According to E! Online, during the speech she added, “There is a way in which food is used either to self-congratulate—you’re a better person because you’re eating like that—or to self-persecute, because you’ll not allow yourself to eat the foods you want.” Lawson, who was promoting her latest cookbook, Simply Nigella, told listeners that when one compliments a person on their weight loss, they perpetuate the mindset that being a smaller person makes you a better person. “I generally think it is not food if it is through that being thinner is always better. What happens, as a result, is that somehow you are seen as a better person. If you are naturally thin, that is fantastic, but if you have to starve yourself to be thin, it is not good to encourage people to be in that shape because it is not good for you.”

Lawson’s unyielding opinions on how to approach those who’ve lost weight or are struggling with self-image is linked to her mother’s struggle with eating disorders. A week prior to the JW3 Speaker Series, Lawson told the hosts of The Late Late Show that she realized her mother had an eating disorder before she died at the age of 48. “I kind of put two and two together. I knew she had a thing about thinness, but I worked it out later. When she was dying she allowed herself to eat.

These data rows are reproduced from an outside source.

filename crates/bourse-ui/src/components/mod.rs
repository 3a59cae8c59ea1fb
pub mod confirm;
pub mod exchange_forms;
pub mod exchange_table;
pub mod form;
pub mod header;
pub mod membership;
pub mod stock_forms;
pub mod stock_table;
pub mod table;
pub mod toast;
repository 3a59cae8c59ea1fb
pub mod session;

To wait until you’ve got a terminal disease to enjoy eating is an awful thing.” Now, in an attempt to prevent women from following in her mother’s footsteps, she suggests balancing eating habits. “There are times when you need a slice of cake,” she said, “You don’t eat it every day, but life has to be balanced and not too restricted.”

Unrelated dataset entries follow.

use chrono::NaiveDateTime;
use rust_decimal::Decimal;
use serde::{Deserialize, Deserializer, Serialize, Serializer};

#[derive(Clone, Debug, Serialize, Deserialize, PartialEq)]
#[serde(rename_all = "camelCase")]
pub struct Stock {
    #[serde(deserialize_with = "id_from_string_or_number")]
    pub stock_id: String,
    pub name: String,
    #[serde(default)]
    pub description: String,
    pub current_price: Decimal,
    #[serde(default)]
    pub updated_at: Option<NaiveDateTime>,
}

#[derive(Clone, Debug, Serialize, Deserialize, PartialEq)]
#[serde(rename_all = "camelCase")]
pub struct StockExchange {
    #[serde(deserialize_with = "id_from_string_or_number")]
    pub stock_exchange_id: String,
    pub name: String,
    #[serde(default)]
    pub description: String,
    #[serde(default)]
    pub live_in_market: bool,
}

#[derive(Clone, Debug, Serialize, Deserialize, PartialEq)]
pub struct LoginRequest {
    pub email: String,
    pub password: String,
}

#[derive(Clone, Debug, Serialize, Deserialize, PartialEq)]
#[serde(rename_all = "camelCase")]
pub struct RegisterRequest {
    pub first_name: String,
    pub last_name: String,
    pub email: String,
    pub password: String,
}

#[derive(Clone, Debug, Serialize, Deserialize, PartialEq)]
#[serde(rename_all = "camelCase")]
pub struct CreateStockRequest {
    pub name: String,
    pub description: String,
    pub current_price: Decimal,
}

#[derive(Clone, Debug, Serialize, Deserialize, PartialEq)]
#[serde(rename_all = "camelCase")]
pub struct UpdateStockPriceRequest {
    pub current_price: Decimal,
}

/// Body for both creating and updating an exchange; the backend accepts the
/// same two fields for each.
#[derive(Clone, Debug, Serialize, Deserialize, PartialEq)]
pub struct StockExchangeRequest {
    pub name: String,
    pub description: String,
}

/// Body of the bulk membership endpoints.
#[derive(Clone, Debug, Serialize, Deserialize, PartialEq)]
#[serde(rename_all = "camelCase")]
pub struct StockIdsRequest {
    #[serde(serialize_with = "ids_as_numbers_when_numeric")]
    pub stock_ids: Vec<String>,
}

/// Backend identifiers are numeric on the wire but opaque to the console.
fn id_from_string_or_number<'de, D>(deserializer: D) -> Result<String, D::Error>
where
    D: Deserializer<'de>,
{
    #[derive(Deserialize)]
    #[serde(untagged)]
    enum RawId {
        Text(String),
        Signed(i64),
        Unsigned(u64),
    }

    Ok(match RawId::deserialize(deserializer)? {
        RawId::Text(s) => s,
        RawId::Signed(n) => n.to_string(),
        RawId::Unsigned(n) => n.to_string(),
    })
}

fn ids_as_numbers_when_numeric<S>(ids: &[String], serializer: S) -> Result<S::Ok, S::Error>
where
    S: Serializer,
{
    use serde::ser::SerializeSeq;

    let mut seq = serializer.serialize_seq(Some(ids.len()))?;
    for id in ids {
        match id.parse::<i64>() {
            Ok(n) => seq.serialize_element(&n)?,
            Err(_) => seq.serialize_element(id)?,
        }
    }
    seq.end()
}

As someone who has lost over 30 pounds and has maintained her weight loss, I can relate that it is hard to find a balance between eating healthy meals and  not bingeing on my favorite junk foods. Although I try not to deny myself of slices of cake, pizza or drinking large amounts of alcohol, I find it is easy to lose focus on your overall health if you constantly indulge in treats. Although I don’t have an eating disorder, I understand how some women go to the extreme in order to stay on track with their weight and overall dress size. The problem is Lawson doesn’t acknowledge that being a conscious eater and having an unhealthy relationship with food are not one in the same.